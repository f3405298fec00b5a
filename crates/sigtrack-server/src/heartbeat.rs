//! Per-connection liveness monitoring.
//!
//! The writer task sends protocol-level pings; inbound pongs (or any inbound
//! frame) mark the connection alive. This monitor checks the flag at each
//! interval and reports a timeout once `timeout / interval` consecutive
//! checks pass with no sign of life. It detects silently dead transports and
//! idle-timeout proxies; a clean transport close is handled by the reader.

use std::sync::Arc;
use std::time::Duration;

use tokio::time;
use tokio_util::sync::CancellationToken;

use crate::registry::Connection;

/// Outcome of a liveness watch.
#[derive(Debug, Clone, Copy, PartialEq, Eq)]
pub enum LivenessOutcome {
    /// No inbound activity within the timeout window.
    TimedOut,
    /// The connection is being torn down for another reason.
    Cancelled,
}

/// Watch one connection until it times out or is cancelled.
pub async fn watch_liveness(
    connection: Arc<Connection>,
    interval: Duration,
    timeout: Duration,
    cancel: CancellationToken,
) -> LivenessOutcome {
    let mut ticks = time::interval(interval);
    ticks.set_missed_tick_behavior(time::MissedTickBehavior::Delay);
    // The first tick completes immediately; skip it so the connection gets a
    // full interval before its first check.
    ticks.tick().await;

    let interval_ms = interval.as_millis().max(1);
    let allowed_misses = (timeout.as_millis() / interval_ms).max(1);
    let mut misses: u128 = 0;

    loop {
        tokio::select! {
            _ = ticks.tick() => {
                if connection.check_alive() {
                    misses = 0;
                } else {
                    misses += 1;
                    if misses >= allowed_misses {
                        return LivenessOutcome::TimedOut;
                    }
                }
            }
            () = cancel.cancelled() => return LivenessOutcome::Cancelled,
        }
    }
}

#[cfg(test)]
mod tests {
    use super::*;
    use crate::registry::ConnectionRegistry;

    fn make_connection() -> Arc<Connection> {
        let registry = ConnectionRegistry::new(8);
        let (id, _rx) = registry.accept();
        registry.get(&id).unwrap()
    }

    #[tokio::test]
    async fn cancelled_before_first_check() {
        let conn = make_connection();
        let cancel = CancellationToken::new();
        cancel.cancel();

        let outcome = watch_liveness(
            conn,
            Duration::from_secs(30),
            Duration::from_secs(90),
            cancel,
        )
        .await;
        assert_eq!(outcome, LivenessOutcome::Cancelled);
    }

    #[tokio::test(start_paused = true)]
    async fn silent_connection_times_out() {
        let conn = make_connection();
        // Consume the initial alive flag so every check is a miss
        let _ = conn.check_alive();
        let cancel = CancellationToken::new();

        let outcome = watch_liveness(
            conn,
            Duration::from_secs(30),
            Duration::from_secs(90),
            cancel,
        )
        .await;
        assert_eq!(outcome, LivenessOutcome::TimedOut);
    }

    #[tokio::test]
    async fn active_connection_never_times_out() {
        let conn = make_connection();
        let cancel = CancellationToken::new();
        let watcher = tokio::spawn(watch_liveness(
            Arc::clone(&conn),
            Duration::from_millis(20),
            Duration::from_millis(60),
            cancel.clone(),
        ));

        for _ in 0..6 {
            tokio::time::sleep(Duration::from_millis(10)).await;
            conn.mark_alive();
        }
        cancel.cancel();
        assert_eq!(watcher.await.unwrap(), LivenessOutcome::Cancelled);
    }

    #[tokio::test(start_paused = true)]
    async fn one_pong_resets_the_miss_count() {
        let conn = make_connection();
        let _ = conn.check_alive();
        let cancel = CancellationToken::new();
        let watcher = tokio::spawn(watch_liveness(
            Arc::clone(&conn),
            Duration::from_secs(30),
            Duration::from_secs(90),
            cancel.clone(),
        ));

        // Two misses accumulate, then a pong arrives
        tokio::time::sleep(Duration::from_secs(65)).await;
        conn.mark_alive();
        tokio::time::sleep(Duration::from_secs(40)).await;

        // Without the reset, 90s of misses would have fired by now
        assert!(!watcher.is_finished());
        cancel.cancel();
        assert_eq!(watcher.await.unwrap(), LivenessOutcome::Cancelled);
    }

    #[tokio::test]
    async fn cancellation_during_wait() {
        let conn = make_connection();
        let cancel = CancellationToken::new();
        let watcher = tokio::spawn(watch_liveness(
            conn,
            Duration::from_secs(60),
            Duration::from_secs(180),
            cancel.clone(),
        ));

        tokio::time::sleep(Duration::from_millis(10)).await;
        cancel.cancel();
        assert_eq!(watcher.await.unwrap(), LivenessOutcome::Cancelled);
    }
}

ASSIGNMENT:
Search the records for the word "timeout". Copy each line where it appears.

FINISHED EXERCISE:
//! interval and reports a timeout once `timeout / interval` consecutive
//! idle-timeout proxies; a clean transport close is handled by the reader.
    /// No inbound activity within the timeout window.
    timeout: Duration,
    let allowed_misses = (timeout.as_millis() / interval_ms).max(1);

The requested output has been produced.